▸ Source material:
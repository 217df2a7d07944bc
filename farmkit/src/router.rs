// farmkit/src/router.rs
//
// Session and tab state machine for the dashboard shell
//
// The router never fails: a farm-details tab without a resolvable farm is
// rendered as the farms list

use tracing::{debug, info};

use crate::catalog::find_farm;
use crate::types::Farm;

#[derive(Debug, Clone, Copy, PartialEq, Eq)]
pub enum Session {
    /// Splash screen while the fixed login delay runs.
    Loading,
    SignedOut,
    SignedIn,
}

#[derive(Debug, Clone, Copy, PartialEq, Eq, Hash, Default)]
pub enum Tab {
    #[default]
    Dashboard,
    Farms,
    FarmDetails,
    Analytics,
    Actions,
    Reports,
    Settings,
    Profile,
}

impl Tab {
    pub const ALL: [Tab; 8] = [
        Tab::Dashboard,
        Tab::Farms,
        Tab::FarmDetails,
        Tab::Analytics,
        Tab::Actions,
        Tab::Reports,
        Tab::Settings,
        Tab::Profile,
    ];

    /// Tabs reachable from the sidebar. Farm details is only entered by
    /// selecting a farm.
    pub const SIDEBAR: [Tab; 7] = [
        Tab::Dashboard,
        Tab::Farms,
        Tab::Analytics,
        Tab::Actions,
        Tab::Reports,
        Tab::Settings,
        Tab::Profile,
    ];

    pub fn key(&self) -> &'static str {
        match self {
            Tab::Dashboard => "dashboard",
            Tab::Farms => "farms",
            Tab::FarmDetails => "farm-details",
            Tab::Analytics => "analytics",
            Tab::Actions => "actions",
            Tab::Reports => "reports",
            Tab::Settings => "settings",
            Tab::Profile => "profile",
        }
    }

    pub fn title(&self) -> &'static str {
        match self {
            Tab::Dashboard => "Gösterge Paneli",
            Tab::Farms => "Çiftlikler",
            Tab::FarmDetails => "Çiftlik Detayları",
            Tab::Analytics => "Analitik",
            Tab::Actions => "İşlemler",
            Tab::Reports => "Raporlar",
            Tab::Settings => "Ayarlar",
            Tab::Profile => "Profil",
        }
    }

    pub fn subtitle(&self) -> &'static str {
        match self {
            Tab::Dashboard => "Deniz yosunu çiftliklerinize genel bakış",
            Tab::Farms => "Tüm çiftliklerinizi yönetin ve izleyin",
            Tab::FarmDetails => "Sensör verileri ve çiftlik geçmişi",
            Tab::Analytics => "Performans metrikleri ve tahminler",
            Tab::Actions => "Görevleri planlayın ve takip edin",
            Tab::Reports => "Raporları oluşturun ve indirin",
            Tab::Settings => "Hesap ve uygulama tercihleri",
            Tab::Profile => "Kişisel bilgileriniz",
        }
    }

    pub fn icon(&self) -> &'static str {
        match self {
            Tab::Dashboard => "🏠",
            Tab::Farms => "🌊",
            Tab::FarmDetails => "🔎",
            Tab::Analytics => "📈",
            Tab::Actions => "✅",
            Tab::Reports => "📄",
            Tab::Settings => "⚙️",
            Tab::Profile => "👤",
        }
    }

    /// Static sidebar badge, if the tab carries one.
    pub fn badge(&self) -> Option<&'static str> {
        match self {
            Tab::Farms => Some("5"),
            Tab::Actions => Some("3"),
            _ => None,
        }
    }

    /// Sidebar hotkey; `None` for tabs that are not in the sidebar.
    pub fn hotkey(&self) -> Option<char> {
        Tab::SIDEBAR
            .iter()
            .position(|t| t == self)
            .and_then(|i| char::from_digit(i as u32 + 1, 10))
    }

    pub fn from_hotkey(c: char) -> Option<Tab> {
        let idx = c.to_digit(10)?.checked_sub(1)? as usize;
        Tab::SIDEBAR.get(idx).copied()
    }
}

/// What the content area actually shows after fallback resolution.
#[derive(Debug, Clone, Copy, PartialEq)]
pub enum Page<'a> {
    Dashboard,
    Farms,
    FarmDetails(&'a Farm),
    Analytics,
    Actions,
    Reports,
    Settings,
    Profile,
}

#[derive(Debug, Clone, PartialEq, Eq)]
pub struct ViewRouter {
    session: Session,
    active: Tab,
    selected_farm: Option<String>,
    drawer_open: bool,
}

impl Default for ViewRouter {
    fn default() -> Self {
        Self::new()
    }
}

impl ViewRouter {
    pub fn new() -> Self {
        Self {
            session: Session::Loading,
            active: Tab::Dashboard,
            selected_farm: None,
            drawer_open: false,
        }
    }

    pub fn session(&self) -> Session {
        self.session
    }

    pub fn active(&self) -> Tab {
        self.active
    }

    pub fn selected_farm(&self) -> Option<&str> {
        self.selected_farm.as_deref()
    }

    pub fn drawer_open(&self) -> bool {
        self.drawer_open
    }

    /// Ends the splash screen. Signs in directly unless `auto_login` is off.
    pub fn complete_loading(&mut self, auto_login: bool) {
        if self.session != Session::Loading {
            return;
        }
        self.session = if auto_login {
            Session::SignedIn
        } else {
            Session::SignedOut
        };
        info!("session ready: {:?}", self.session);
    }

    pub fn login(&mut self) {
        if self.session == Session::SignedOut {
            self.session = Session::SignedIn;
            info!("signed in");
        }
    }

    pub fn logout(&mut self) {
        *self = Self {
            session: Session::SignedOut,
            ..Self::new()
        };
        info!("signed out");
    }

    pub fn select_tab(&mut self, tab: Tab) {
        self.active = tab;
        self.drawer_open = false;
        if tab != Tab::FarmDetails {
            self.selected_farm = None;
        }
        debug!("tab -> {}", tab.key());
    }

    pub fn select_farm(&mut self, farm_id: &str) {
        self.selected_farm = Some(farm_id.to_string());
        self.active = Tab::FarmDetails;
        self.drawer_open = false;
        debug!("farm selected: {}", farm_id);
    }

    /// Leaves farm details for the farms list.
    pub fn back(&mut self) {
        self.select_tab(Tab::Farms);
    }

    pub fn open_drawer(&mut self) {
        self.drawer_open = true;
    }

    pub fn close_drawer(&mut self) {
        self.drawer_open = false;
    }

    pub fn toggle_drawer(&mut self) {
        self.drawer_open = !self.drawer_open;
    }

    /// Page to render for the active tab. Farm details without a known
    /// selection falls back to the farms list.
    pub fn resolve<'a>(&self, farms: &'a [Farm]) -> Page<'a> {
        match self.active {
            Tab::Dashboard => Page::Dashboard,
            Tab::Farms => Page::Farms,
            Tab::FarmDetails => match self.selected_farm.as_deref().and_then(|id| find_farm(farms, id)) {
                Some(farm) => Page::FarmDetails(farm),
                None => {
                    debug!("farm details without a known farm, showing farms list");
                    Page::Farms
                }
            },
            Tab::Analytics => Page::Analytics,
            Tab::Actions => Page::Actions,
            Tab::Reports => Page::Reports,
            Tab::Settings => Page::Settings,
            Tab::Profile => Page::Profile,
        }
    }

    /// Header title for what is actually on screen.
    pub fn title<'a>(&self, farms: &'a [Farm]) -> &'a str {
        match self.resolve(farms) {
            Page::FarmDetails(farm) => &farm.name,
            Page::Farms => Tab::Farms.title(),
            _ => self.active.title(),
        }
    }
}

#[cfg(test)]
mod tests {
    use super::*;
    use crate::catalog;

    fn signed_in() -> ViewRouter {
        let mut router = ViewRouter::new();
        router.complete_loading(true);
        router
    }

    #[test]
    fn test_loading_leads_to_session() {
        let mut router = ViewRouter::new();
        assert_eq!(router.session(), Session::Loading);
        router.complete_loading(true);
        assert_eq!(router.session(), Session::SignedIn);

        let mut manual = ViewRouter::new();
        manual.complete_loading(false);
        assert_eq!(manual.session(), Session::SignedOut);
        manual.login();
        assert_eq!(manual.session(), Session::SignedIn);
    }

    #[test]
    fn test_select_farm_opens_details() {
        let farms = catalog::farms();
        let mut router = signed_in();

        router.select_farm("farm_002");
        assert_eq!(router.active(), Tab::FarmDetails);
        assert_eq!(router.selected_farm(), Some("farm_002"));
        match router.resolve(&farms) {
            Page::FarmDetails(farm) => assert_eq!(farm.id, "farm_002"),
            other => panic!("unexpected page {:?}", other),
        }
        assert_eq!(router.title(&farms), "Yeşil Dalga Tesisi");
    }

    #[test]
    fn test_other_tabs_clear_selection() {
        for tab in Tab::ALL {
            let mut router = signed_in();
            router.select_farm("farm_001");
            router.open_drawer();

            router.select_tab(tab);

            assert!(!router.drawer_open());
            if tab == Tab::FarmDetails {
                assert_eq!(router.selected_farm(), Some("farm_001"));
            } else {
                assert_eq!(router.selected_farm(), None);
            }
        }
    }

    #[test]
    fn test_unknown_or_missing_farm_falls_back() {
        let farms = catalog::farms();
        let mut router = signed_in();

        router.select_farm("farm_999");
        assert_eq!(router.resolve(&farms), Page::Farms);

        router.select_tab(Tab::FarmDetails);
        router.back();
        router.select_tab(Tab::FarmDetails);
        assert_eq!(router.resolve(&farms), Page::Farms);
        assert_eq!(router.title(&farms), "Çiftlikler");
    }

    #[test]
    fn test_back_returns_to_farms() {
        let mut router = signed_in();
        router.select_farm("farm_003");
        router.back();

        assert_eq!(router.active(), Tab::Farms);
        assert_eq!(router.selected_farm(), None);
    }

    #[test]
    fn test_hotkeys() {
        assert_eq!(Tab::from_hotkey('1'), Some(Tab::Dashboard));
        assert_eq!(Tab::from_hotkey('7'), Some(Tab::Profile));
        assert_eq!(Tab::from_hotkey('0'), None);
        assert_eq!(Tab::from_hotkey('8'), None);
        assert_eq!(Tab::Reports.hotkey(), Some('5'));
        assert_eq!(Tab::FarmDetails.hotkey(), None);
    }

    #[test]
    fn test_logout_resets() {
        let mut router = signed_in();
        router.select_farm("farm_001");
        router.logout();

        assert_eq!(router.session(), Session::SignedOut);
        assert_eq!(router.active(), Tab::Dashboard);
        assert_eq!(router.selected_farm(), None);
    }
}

* * *

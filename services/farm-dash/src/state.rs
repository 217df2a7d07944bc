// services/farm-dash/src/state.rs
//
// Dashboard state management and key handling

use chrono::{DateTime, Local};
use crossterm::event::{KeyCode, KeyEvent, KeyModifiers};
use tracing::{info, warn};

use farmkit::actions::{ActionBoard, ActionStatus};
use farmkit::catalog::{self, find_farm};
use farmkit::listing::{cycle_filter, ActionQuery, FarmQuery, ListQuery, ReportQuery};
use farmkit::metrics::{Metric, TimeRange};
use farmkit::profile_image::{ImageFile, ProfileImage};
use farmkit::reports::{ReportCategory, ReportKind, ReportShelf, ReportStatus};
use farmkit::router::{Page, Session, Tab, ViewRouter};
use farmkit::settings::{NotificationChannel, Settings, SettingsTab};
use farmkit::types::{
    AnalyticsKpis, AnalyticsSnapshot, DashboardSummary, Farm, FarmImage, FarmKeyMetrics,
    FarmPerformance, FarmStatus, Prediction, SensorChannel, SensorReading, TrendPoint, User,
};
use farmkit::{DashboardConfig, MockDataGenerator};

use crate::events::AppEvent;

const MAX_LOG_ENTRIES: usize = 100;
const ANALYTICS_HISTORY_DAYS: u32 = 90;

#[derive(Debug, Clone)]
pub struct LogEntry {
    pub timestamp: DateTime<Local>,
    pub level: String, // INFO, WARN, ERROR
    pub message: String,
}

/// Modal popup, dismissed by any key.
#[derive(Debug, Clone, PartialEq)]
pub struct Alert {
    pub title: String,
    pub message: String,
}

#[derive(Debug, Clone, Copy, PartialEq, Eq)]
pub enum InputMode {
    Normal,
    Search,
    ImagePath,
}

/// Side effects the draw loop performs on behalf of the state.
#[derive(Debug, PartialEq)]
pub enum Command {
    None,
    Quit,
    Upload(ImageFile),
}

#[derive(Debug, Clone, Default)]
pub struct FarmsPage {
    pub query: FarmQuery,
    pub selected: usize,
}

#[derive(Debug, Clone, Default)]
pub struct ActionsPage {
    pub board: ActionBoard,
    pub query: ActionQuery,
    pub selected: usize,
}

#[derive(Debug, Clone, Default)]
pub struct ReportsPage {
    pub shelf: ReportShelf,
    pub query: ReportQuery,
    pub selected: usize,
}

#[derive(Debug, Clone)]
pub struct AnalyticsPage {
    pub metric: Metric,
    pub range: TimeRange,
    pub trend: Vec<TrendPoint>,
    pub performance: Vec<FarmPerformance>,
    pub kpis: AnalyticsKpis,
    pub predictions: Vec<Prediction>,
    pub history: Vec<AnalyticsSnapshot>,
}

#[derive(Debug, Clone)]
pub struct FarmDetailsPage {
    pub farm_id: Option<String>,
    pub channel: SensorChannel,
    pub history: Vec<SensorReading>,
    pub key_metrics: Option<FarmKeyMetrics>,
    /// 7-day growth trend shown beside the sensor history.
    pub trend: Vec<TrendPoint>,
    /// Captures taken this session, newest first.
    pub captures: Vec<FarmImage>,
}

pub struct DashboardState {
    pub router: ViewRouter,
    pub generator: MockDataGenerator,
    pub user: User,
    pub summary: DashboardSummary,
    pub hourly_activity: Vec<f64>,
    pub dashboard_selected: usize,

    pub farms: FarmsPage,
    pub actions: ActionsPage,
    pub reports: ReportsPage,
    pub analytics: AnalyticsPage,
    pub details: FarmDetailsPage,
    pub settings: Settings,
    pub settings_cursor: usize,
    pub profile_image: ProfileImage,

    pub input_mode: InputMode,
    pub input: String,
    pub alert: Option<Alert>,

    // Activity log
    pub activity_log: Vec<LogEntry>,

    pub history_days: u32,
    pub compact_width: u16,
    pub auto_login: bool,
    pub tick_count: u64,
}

▸ Instructions for the task:
Go through the material above and copy each line that has the word "AnalyticsKpis".

▸ Output of the task:
    AnalyticsKpis, AnalyticsSnapshot, DashboardSummary, Farm, FarmImage, FarmKeyMetrics,
    pub kpis: AnalyticsKpis,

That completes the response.